So that the manner in which the above recited features described herein can be understood in detail, a more particular description of embodiments, briefly summarized above, may be had by reference to embodiments, some of which are illustrated in the appended drawings. It is to be noted, however, that the appended drawings illustrate only typical embodiments described herein and are therefore not to be considered limiting of its scope, for the invention may admit to other equally effective embodiments.
The BHA 100 may be deployed into the wellbore 101 using the conveyance 114 until it reaches a desired location, such as adjacent the damaged portion 106. The anchor 1 may then be operated in order to engage the casing 102. With the anchor 1 engaged to the casing 102, the conveyance 114 may be pulled up using a hoist 134 and thereby pull the expander 112 through the patch 110. The conveyance 114 may transfer torque, tensile forces and compression forces to the expander 112. Lubricant 160, such as drilling fluid or mineral oil, may be pumped down the conveyance 114 during the expansion in order to lubricate the expander 112. The conveyance 114 may pull the expander 112 through the patch 110 until the entire patch 110 is engaged with an inner surface of the casing 102. The setting tool 50 and anchor 1 may then be removed from the wellbore 101 leaving the damaged portion 106 of the casing 102 repaired.
The conveyance 114 may be used to convey and manipulate the BHA 100 in the wellbore 101. The conveyance 114 may be a string of drill pipe including several joints fastened together, such as by threaded connections. Alternatively, the conveyance may be coiled tubing or continuous sucker rod. The expander 112 may include a mandrel which may be threaded to a cone. A suitable expander may be discussed and illustrated in U.S. Patent App. Publication Number US2007/0187113 which is herein incorporated by reference in its entirety. The expander 112 may be longitudinally connected to the patch 110, such as by a threaded connection, in order to secure the patch 110 to the setting tool during deployment. The expander mandrel may include one or more lubricant ports located around the circumference thereof for discharging lubricant from the conveyance. The lubricant may flow between the patch 110 and the expander cone. The expander cone may include a flared portion capable of plastically and radially deforming the patch 110 into engagement with the casing 102. The expander cone may be pulled through the patch 110 by the hoist 134 pulling the conveyance 114 and the setting tool work string.
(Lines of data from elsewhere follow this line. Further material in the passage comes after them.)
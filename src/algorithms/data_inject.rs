//! Entry point for data produced outside the network (file loaders, demos).

use crate::network::{
    Algorithm, AlgorithmData, DataType, DirtyTrigger, NetworkError, PortDescriptor,
    ProcessContext, ProcessingError,
};
use std::any::Any;
use std::sync::{Arc, Mutex, MutexGuard};

pub const OUTPUT: &str = "Data";

#[derive(Default)]
struct InjectionPoint {
    payload: Option<AlgorithmData>,
    trigger: Option<DirtyTrigger>,
}

fn lock(point: &Mutex<InjectionPoint>) -> MutexGuard<'_, InjectionPoint> {
    point.lock().unwrap_or_else(|poisoned| poisoned.into_inner())
}

/// Source algorithm that republishes whatever was last injected.
///
/// It does not load or transform anything. Loader threads hold an
/// [`Injector`] and push datasets through it; the network picks them up on
/// its next cycle.
pub struct DataInject {
    ports: Vec<PortDescriptor>,
    point: Arc<Mutex<InjectionPoint>>,
}

impl DataInject {
    /// Injection point accepting any payload.
    pub fn new() -> Self {
        Self::with_type(DataType::Any)
    }

    /// Injection point whose output is typed as `T`.
    pub fn of<T: Any + Send + Sync>() -> Self {
        Self::with_type(DataType::of::<T>())
    }

    fn with_type(data_type: DataType) -> Self {
        Self {
            ports: vec![PortDescriptor::output(
                OUTPUT,
                "The data that has been injected.",
                data_type,
            )],
            point: Arc::new(Mutex::new(InjectionPoint::default())),
        }
    }

    /// A handle for pushing data in from any thread.
    pub fn injector(&self) -> Injector {
        Injector {
            point: Arc::clone(&self.point),
            data_type: self.ports[0].data_type,
        }
    }
}

impl Default for DataInject {
    fn default() -> Self {
        Self::new()
    }
}

impl Algorithm for DataInject {
    fn name(&self) -> &str {
        "Data Inject"
    }

    fn description(&self) -> &str {
        "Injects data into the processing network. It does not process or load anything."
    }

    fn ports(&self) -> &[PortDescriptor] {
        &self.ports
    }

    fn process(&mut self, ctx: &mut ProcessContext) -> Result<(), ProcessingError> {
        let payload = lock(&self.point).payload.clone();
        match payload {
            Some(data) => ctx.set_output(OUTPUT, data),
            None => Ok(()),
        }
    }

    fn attach(&mut self, trigger: DirtyTrigger) {
        lock(&self.point).trigger = Some(trigger);
    }
}

/// Cloneable handle to a [`DataInject`]'s payload slot.
#[derive(Clone)]
pub struct Injector {
    point: Arc<Mutex<InjectionPoint>>,
    data_type: DataType,
}

impl Injector {
    /// Replace the injected payload and schedule the injection point.
    ///
    /// Before the algorithm is registered the payload is only stored; it
    /// goes out on the first cycle after registration.
    pub fn inject(&self, data: AlgorithmData) -> Result<(), NetworkError> {
        if !self.data_type.accepts(&data) {
            return Err(NetworkError::TypeMismatch {
                output: data.type_name().to_string(),
                produced: data.type_name(),
                input: OUTPUT.to_string(),
                accepted: self.data_type.name(),
            });
        }

        let trigger = {
            let mut point = lock(&self.point);
            point.payload = Some(data);
            point.trigger.clone()
        };
        if let Some(trigger) = trigger {
            trigger.fire();
        }
        Ok(())
    }

    pub fn inject_value<T: Any + Send + Sync>(&self, value: T) -> Result<(), NetworkError> {
        self.inject(AlgorithmData::new(value))
    }

    pub fn has_payload(&self) -> bool {
        lock(&self.point).payload.is_some()
    }
}
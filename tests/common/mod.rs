//! Common test utilities and helpers

#![allow(dead_code)] // Test utilities may not all be used in every test file

pub mod builders;

use dirvis_rs::network::AlgorithmData;
use std::time::{Duration, Instant};

/// Upper bound for anything that waits on a background thread
pub fn test_timeout() -> Duration {
    Duration::from_secs(5)
}

/// Poll `condition` until it holds or `timeout` elapses
pub fn wait_for(timeout: Duration, mut condition: impl FnMut() -> bool) -> bool {
    let deadline = Instant::now() + timeout;
    while Instant::now() < deadline {
        if condition() {
            return true;
        }
        std::thread::sleep(Duration::from_millis(1));
    }
    condition()
}

/// Unwrap a `u64` payload
pub fn value(data: Option<AlgorithmData>) -> Option<u64> {
    data.and_then(|d| d.downcast_ref::<u64>().copied())
}
//! Built-in algorithms.
//!
//! - [`DataInject`] - entry point for externally produced data
//! - [`TriangleNormals`] - per-vertex normals for triangle meshes
//! - [`RenderTriangles`], [`RenderLines`] - visualizations

pub mod data_inject;
pub mod render;
pub mod triangle_normals;

pub use data_inject::{DataInject, Injector};
pub use render::{RenderLines, RenderStats, RenderTriangles, VertexBuffer};
pub use triangle_normals::TriangleNormals;
//! Type-erased payloads carried by ports.
//!
//! `AlgorithmData` is a cheaply clonable `Arc` around any `Send + Sync`
//! value. Propagation shares the `Arc`; it never deep-copies a dataset.
//! `DataType` is the type tag declared on ports and checked when ports are
//! connected and again when data is assigned.

use std::any::{Any, TypeId};
use std::fmt;
use std::sync::Arc;

/// Type tag of a port or payload.
#[derive(Clone, Copy)]
pub enum DataType {
    /// Dynamically typed. Compatible with every other tag; the payload is
    /// checked when it reaches a typed input.
    Any,
    Typed { id: TypeId, name: &'static str },
}

impl DataType {
    pub fn of<T: Any + Send + Sync>() -> Self {
        DataType::Typed {
            id: TypeId::of::<T>(),
            name: short_type_name(std::any::type_name::<T>()),
        }
    }

    pub fn name(&self) -> &'static str {
        match self {
            DataType::Any => "any",
            DataType::Typed { name, .. } => name,
        }
    }

    /// Whether an output tagged `self` may be connected to an input tagged `input`.
    pub fn is_compatible_with(&self, input: &DataType) -> bool {
        match (self, input) {
            (DataType::Any, _) | (_, DataType::Any) => true,
            (DataType::Typed { id: a, .. }, DataType::Typed { id: b, .. }) => a == b,
        }
    }

    /// Whether a concrete payload satisfies this tag.
    pub fn accepts(&self, data: &AlgorithmData) -> bool {
        match self {
            DataType::Any => true,
            DataType::Typed { id, .. } => data.type_id == *id,
        }
    }
}

impl PartialEq for DataType {
    fn eq(&self, other: &Self) -> bool {
        match (self, other) {
            (DataType::Any, DataType::Any) => true,
            (DataType::Typed { id: a, .. }, DataType::Typed { id: b, .. }) => a == b,
            _ => false,
        }
    }
}

impl Eq for DataType {}

impl fmt::Debug for DataType {
    fn fmt(&self, f: &mut fmt::Formatter<'_>) -> fmt::Result {
        write!(f, "DataType({})", self.name())
    }
}

/// Strip the module path: `dirvis_rs::types::TriangleDataSet` -> `TriangleDataSet`.
fn short_type_name(full: &'static str) -> &'static str {
    if full.contains('<') {
        return full;
    }
    match full.rfind("::") {
        Some(pos) => &full[pos + 2..],
        None => full,
    }
}

/// Shared, type-erased payload.
#[derive(Clone)]
pub struct AlgorithmData {
    value: Arc<dyn Any + Send + Sync>,
    type_id: TypeId,
    type_name: &'static str,
}

impl AlgorithmData {
    pub fn new<T: Any + Send + Sync>(value: T) -> Self {
        Self::from_arc(Arc::new(value))
    }

    pub fn from_arc<T: Any + Send + Sync>(value: Arc<T>) -> Self {
        Self {
            value,
            type_id: TypeId::of::<T>(),
            type_name: short_type_name(std::any::type_name::<T>()),
        }
    }

    /// Concrete tag of the carried value.
    pub fn data_type(&self) -> DataType {
        DataType::Typed {
            id: self.type_id,
            name: self.type_name,
        }
    }

    pub fn type_name(&self) -> &'static str {
        self.type_name
    }

    pub fn is<T: Any + Send + Sync>(&self) -> bool {
        self.type_id == TypeId::of::<T>()
    }

    pub fn downcast_ref<T: Any + Send + Sync>(&self) -> Option<&T> {
        self.value.downcast_ref::<T>()
    }

    /// Shared handle to the value if it is a `T`.
    pub fn downcast<T: Any + Send + Sync>(&self) -> Option<Arc<T>> {
        Arc::clone(&self.value).downcast::<T>().ok()
    }

    /// Identity comparison. Two payloads are the same when they share the allocation.
    pub fn ptr_eq(&self, other: &AlgorithmData) -> bool {
        Arc::ptr_eq(&self.value, &other.value)
    }
}

impl fmt::Debug for AlgorithmData {
    fn fmt(&self, f: &mut fmt::Formatter<'_>) -> fmt::Result {
        write!(f, "AlgorithmData({})", self.type_name)
    }
}
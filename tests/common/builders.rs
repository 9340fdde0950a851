//! Test algorithm builders
//!
//! [`StageBuilder`] assembles a small algorithm over `u64` payloads: named
//! inputs, one output "out", and a compute closure. Each stage counts its
//! `process()` calls.

use dirvis_rs::network::{
    shared, Algorithm, AlgorithmData, DataType, PortDescriptor, ProcessContext, ProcessingError,
};
use std::sync::atomic::{AtomicUsize, Ordering};
use std::sync::{Arc, Mutex};

pub const OUT: &str = "out";

pub type Compute = Box<dyn FnMut(&[Option<u64>]) -> Result<Option<u64>, ProcessingError> + Send>;

pub struct Stage {
    name: String,
    ports: Vec<PortDescriptor>,
    inputs: Vec<&'static str>,
    compute: Compute,
    runs: Arc<AtomicUsize>,
}

impl Algorithm for Stage {
    fn name(&self) -> &str {
        &self.name
    }

    fn ports(&self) -> &[PortDescriptor] {
        &self.ports
    }

    fn process(&mut self, ctx: &mut ProcessContext) -> Result<(), ProcessingError> {
        self.runs.fetch_add(1, Ordering::SeqCst);
        let mut values = Vec::with_capacity(self.inputs.len());
        for name in &self.inputs {
            values.push(ctx.input_opt::<u64>(name)?.map(|v| *v));
        }
        if let Some(result) = (self.compute)(&values)? {
            ctx.set_output(OUT, AlgorithmData::new(result))?;
        }
        Ok(())
    }
}

/// Run counter of a built stage
#[derive(Clone)]
pub struct Runs(Arc<AtomicUsize>);

impl Runs {
    pub fn get(&self) -> usize {
        self.0.load(Ordering::SeqCst)
    }
}

pub struct StageBuilder {
    name: String,
    inputs: Vec<&'static str>,
    compute: Option<Compute>,
}

impl StageBuilder {
    pub fn new(name: &str) -> Self {
        Self {
            name: name.to_string(),
            inputs: Vec::new(),
            compute: None,
        }
    }

    pub fn input(mut self, name: &'static str) -> Self {
        self.inputs.push(name);
        self
    }

    pub fn compute<F>(mut self, f: F) -> Self
    where
        F: FnMut(&[Option<u64>]) -> Result<Option<u64>, ProcessingError> + Send + 'static,
    {
        self.compute = Some(Box::new(f));
        self
    }

    /// Emit `value` regardless of inputs
    pub fn constant(self, value: u64) -> Self {
        self.compute(move |_| Ok(Some(value)))
    }

    /// Fail whenever the first input is odd, otherwise pass it on
    pub fn fail_on_odd(self) -> Self {
        self.compute(|values| match values.first().copied().flatten() {
            Some(v) if v % 2 == 1 => Err(ProcessingError::invalid_data(format!("{} is odd", v))),
            other => Ok(other),
        })
    }

    /// Default compute: sum of the present inputs, nothing if none are present
    pub fn build(self) -> (Arc<Mutex<Stage>>, Runs) {
        let runs = Arc::new(AtomicUsize::new(0));
        let mut ports: Vec<PortDescriptor> = self
            .inputs
            .iter()
            .map(|&name| PortDescriptor::input(name, "", DataType::of::<u64>()))
            .collect();
        ports.push(PortDescriptor::output(OUT, "", DataType::of::<u64>()));

        let compute: Compute = match self.compute {
            Some(compute) => compute,
            None => Box::new(
                |values: &[Option<u64>]| -> Result<Option<u64>, ProcessingError> {
                    let present: Vec<u64> = values.iter().flatten().copied().collect();
                    Ok((!present.is_empty()).then(|| present.iter().sum()))
                },
            ),
        };

        let stage = Stage {
            name: self.name,
            ports,
            inputs: self.inputs,
            compute,
            runs: Arc::clone(&runs),
        };
        (shared(stage), Runs(runs))
    }
}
Alternatively, the expander 112 may be a compliant or collapsible cone. Alternatively, the expander 112 may be a rotary expander. Alternatively, the expander 112 may be an inflatable bladder. Should the expander become stuck in the tubular, the setting tool may further include a releasable latch 125 connecting the expander 112 to the setting tool 1 and the latch may be released, thereby freeing the anchor from the expander.
An upper end of the conveyance 114 may be supported from a drilling rig 130 by a gripping member 136 located on a rig floor 133 and/or by a hoist 134. Alternatively, a workover rig or a subbing unit may be used instead of the drilling rig 130. The gripping member 136 may include set of slips and a bowl; capable of supporting the weight of the conveyance 114 and the BHA 100 from the rig floor 133. The hoist 134 may be operable to lower and raise the conveyance 114 and thereby the BHA 100 into and out of the wellbore 101. Further, the hoist 134 may provide the pulling force required to move the expander 112 through the patch 110 during the expansion operation. The hoist 134 may include drawworks, a crown block, and a traveling block. Alternatively, the hoist may include an injector or a surface jack. A top drive 135 may connect the hoist 134 to the conveyance 114, may be operable to rotate the conveyance, and may conduct the lubricant 160 from a rig pump (not shown) into the conveyance 114 via a standpipe (not shown) and a hose. Alternatively, a Kelly, rotary table, and Kelly swivel may be used to rotate and deliver lubricant 160 to the conveyance 114 instead of the top drive 135.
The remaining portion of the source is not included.